Monday, 4 October 2010

Gillingham 1 Burton Albion 0

Match 20/10/838 - Saturday, 25th September 2010 - League Two

Gillingham (0) 1 McDonald 50
Burton Albion (0) 0
Att. 4,823

Entrance: Season Ticket
Programme: £3
Mileage: 45/2,928

Match Report

One of football’s oldest clichés . . . a game of two halves. Burton ran Gillingham ragged in the first 45 minutes and then they virtually disappeared.

From the very first minute when a Saun Harrad free kick clipped the bar through to the half time whistle, Burton dominated the game and could easily have gone into the break with a three goal advantage.

Harrad and Jacques Maghoma were a particular thorn in the side of a defence that had leaked five goals in the previous game at Bury when Lance Cronin in the Gillingham goal took the blame for the fifth and winning goal. But today, Cronin stood firm and made good saves from Russell Penn and Maghoma before superbly touching over a chip from Harrad that had goal written all over it.

Cronin had Jack Payne to thank when Richard Walker headed a corner goalwards only for the youngster to clear from the line. As half time approached, Gillingham perhaps signalled the turnaround that was about to happen when Cody McDonald smacked a header against the bar following a Chris Palmer corner.

It was the same duo that combined to give Gillingham the lead early in the second half. A Palmer free kick was headed in by McDonald for his first goal for the club. The game had now turned and the home side were in the ascendancy. Danny Spiller and McDonald (twice) brought saves from the Brewers’ keeper, Adam Legzdins while Cronin suffered one heart stopping moment when he misjudged the bounce of the ball whilst out of his area, only to be bailed out by Matt Lawrence.

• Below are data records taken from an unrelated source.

impl InMemoryProjectStore {
    #[must_use]
    pub fn new() -> Self {
        Self::default()
    }

    fn create_at(&self, owner: &UserId, new: NewProject, now: DateTime<Utc>) -> Result<Project, StoreError> {
        let name = new.name.trim();
        if name.is_empty() {
            return Err(StoreError::Invalid {
                field: "name",
                message: "must not be blank".to_owned(),
            });
        }
        let project = Project {
            id: ProjectId::new(),
            owner: owner.clone(),
            name: name.to_owned(),
            description: new.description,
            input_type: new.input_type,
            input_data: new.input_data,
            html: new.html,
            css: new.css,
            metadata: new.metadata,
            vibe_score: new.vibe_score.map(|s| s.min(100)),
            style_type: new.style_type,
            is_public: false,
            deployed: false,
            created_at: now,
            updated_at: now,
        };
        self.projects.insert(project.id, project.clone());
        tracing::debug!(project = %project.id, owner = %owner, "Created project");
        Ok(project)
    }
}

#[async_trait]
impl ProjectStore for InMemoryProjectStore {
    async fn create(&self, owner: &UserId, project: NewProject) -> Result<Project, StoreError> {
        self.create_at(owner, project, Utc::now())
    }

    async fn get(&self, owner: &UserId, id: ProjectId) -> Result<Project, StoreError> {
        self.projects
            .get(&id)
            .filter(|p| &p.owner == owner)
            .map(|p| p.clone())
            .ok_or_else(|| StoreError::not_found("project", id))
    }

    async fn list(&self, owner: &UserId) -> Result<Vec<Project>, StoreError> {
        let mut projects: Vec<Project> = self
            .projects
            .iter()
            .filter(|entry| &entry.owner == owner)
            .map(|entry| entry.value().clone())
            .collect();
        projects.sort_by(|a, b| b.created_at.cmp(&a.created_at).then_with(|| b.id.cmp(&a.id)));
        Ok(projects)
    }

    async fn update(&self, owner: &UserId, id: ProjectId, update: ProjectUpdate) -> Result<Project, StoreError> {
        let mut entry = self
            .projects
            .get_mut(&id)
            .filter(|p| &p.owner == owner)
            .ok_or_else(|| StoreError::not_found("project", id))?;
        update.apply(&mut entry);
        entry.updated_at = Utc::now();
        Ok(entry.clone())
    }

    async fn delete(&self, owner: &UserId, id: ProjectId) -> Result<Project, StoreError> {
        self.projects
            .remove_if(&id, |_, p| &p.owner == owner)
            .map(|(_, p)| p)
            .ok_or_else(|| StoreError::not_found("project", id))
    }

    async fn count_created_since(&self, owner: &UserId, since: DateTime<Utc>) -> Result<usize, StoreError> {
        Ok(self
            .projects
            .iter()
            .filter(|p| &p.owner == owner && p.created_at >= since)
            .count())
    }
}

/// Gallery entry identifier
#[derive(Debug, Clone, Copy, PartialEq, Eq, PartialOrd, Ord, Hash, Serialize, Deserialize)]
pub struct GalleryId(pub Ulid);

impl std::fmt::Display for GalleryId {
    fn fmt(&self, f: &mut std::fmt::Formatter<'_>) -> std::fmt::Result {
        write!(f, "{}", self.0)
    }
}

impl std::str::FromStr for GalleryId {
    type Err = StoreError;

    fn from_str(s: &str) -> Result<Self, Self::Err> {
        Ulid::from_string(s)
            .map(Self)
            .map_err(|_| StoreError::not_found("gallery item", s))
    }
}

/// Published page
#[derive(Debug, Clone, PartialEq, Eq, Serialize, Deserialize)]
#[serde(rename_all = "camelCase")]
pub struct GalleryItem {
    pub id: GalleryId,
    pub title: String,
    pub author: UserId,
    /// Thumbnail as a data URL
    pub image: Option<String>,
    pub tags: Vec<String>,
    pub likes: u32,
    pub html: String,
    pub css: String,
    pub created_at: DateTime<Utc>,
}

/// Publish request
#[derive(Debug, Clone, Default, PartialEq, Eq, Serialize, Deserialize)]
#[serde(rename_all = "camelCase", default)]
pub struct NewGalleryItem {
    /// Prompt the page came from; becomes the title
    pub prompt: String,
    pub style: String,
    pub image: Option<String>,
    pub html: String,
    pub css: String,
}

/// Title shown in the gallery: the prompt, cut at 30 characters
#[must_use]
pub fn gallery_title(prompt: &str) -> String {
    const MAX: usize = 30;
    let prompt = prompt.trim();
    if prompt.is_empty() {
        return "Untitled Project".to_owned();
    }
    if prompt.chars().count() > MAX {
        let cut: String = prompt.chars().take(MAX).collect();
        format!("{cut}...")
    } else {
        prompt.to_owned()
    }
}

/// Published-page persistence
#[async_trait]
pub trait GalleryStore: Send + Sync {
    /// # Errors
    /// Invalid fields
    async fn publish(&self, author: &UserId, item: NewGalleryItem) -> Result<GalleryItem, StoreError>;

    /// Newest first, at most `limit`
    ///
    /// # Errors
    /// Backend failures
    async fn list(&self, limit: usize) -> Result<Vec<GalleryItem>, StoreError>;

    /// Only the author may unpublish
    ///
    /// # Errors
    /// [`StoreError::NotFound`] if missing or published by someone else
    async fn delete(&self, author: &UserId, id: GalleryId) -> Result<(), StoreError>;
}

/// In-memory [`GalleryStore`]
#[derive(Debug, Default)]
pub struct InMemoryGalleryStore {
    items: DashMap<GalleryId, GalleryItem>,
}

impl InMemoryGalleryStore {
    #[must_use]
    pub fn new() -> Self {
        Self::default()
    }
}

#[async_trait]
impl GalleryStore for InMemoryGalleryStore {
    async fn publish(&self, author: &UserId, item: NewGalleryItem) -> Result<GalleryItem, StoreError> {
        if item.html.trim().is_empty() {
            return Err(StoreError::Invalid {
                field: "html",
                message: "nothing to publish".to_owned(),
            });
        }
        let mut tags = Vec::with_capacity(2);
        if !item.style.trim().is_empty() {
            tags.push(item.style.trim().to_owned());
        }
        tags.push("Community".to_owned());

        let published = GalleryItem {
            id: GalleryId(Ulid::new()),
            title: gallery_title(&item.prompt),
            author: author.clone(),
            image: item.image,
            tags,
            likes: 0,
            html: item.html,
            css: item.css,
            created_at: Utc::now(),
        };
        self.items.insert(published.id, published.clone());
        tracing::info!(item = %published.id, author = %author, "Published to gallery");
        Ok(published)
    }

    async fn list(&self, limit: usize) -> Result<Vec<GalleryItem>, StoreError> {
        let mut items: Vec<GalleryItem> = self.items.iter().map(|e| e.value().clone()).collect();
        items.sort_by(|a, b| b.created_at.cmp(&a.created_at).then_with(|| b.id.cmp(&a.id)));
        items.truncate(limit);
        Ok(items)
    }

    async fn delete(&self, author: &UserId, id: GalleryId) -> Result<(), StoreError> {
        self.items
            .remove_if(&id, |_, item| &item.author == author)
            .map(|_| ())
            .ok_or_else(|| StoreError::not_found("gallery item", id))
    }
}
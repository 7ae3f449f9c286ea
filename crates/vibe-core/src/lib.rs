//! VibeStack core
//!
//! Editing sessions over A/B page variants, and the plain request/response
//! features around them.
//!
//! # Core Concepts
//!
//! - [`EditOrchestrator`]: remix/polish/undo/redo against one document store,
//!   one edit in flight per variant, all-or-nothing commits
//! - [`EditSession`]: generation, vibe shift and preview over an orchestrator
//! - [`Critic`]: page generation and cached screenshot critiques
//! - [`ProjectStore`] / [`GalleryStore`] / [`UserDirectory`]: injected
//!   persistence, with in-memory implementations
//! - [`UsageLimiter`]: the free plan's monthly project limit
//! - [`ErrorKind`]: the failure taxonomy every error maps onto

#![warn(unreachable_pub)]
#![allow(missing_docs)]

mod account;
mod config;
mod critic;
mod error;
mod orchestrator;
mod session;
mod store;

pub use account::{
    month_start, BillingEvent, HeaderIdentity, IdentityProvider, InMemoryUserDirectory, Plan, Usage, UsageLimiter,
    User, UserDirectory,
};
pub use config::{CoreConfig, MAX_FREE_PROJECTS};
pub use critic::Critic;
pub use error::{CoreError, EditError, ErrorKind, StoreError};
pub use orchestrator::{EditOrchestrator, EditOutcome};
pub use session::{
    template, EditSession, PageInput, SessionId, SessionSnapshot, Template, VariantView, STYLES, TEMPLATES,
};
pub use store::{
    gallery_title, GalleryId, GalleryItem, GalleryStore, InMemoryGalleryStore, InMemoryProjectStore, InputType,
    NewGalleryItem, NewProject, Project, ProjectId, ProjectStore, ProjectUpdate, UserId,
};

/// Version of this crate
pub const VERSION: &str = env!("CARGO_PKG_VERSION");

The game had its sub-plot within the contest as two heavyweights, in the blue corner, Adebayo Akinfenwa and in the yellow corner, Darren Moore came head to head. It was an even contest that flared up in the final minutes with Moore receiving a yellow card, as much for frustration as anything else.

The referee’s whistle brought the game to end with Gillingham’s recovery complete. They had recovered from a first half pasting in which the game could have been put beyond them and also from the defensive nightmare that had been Gigg Lane.

Home victories alone didn’t save Gillingham last season and the longer the away drought goes on, the less chance they can make a success of this term.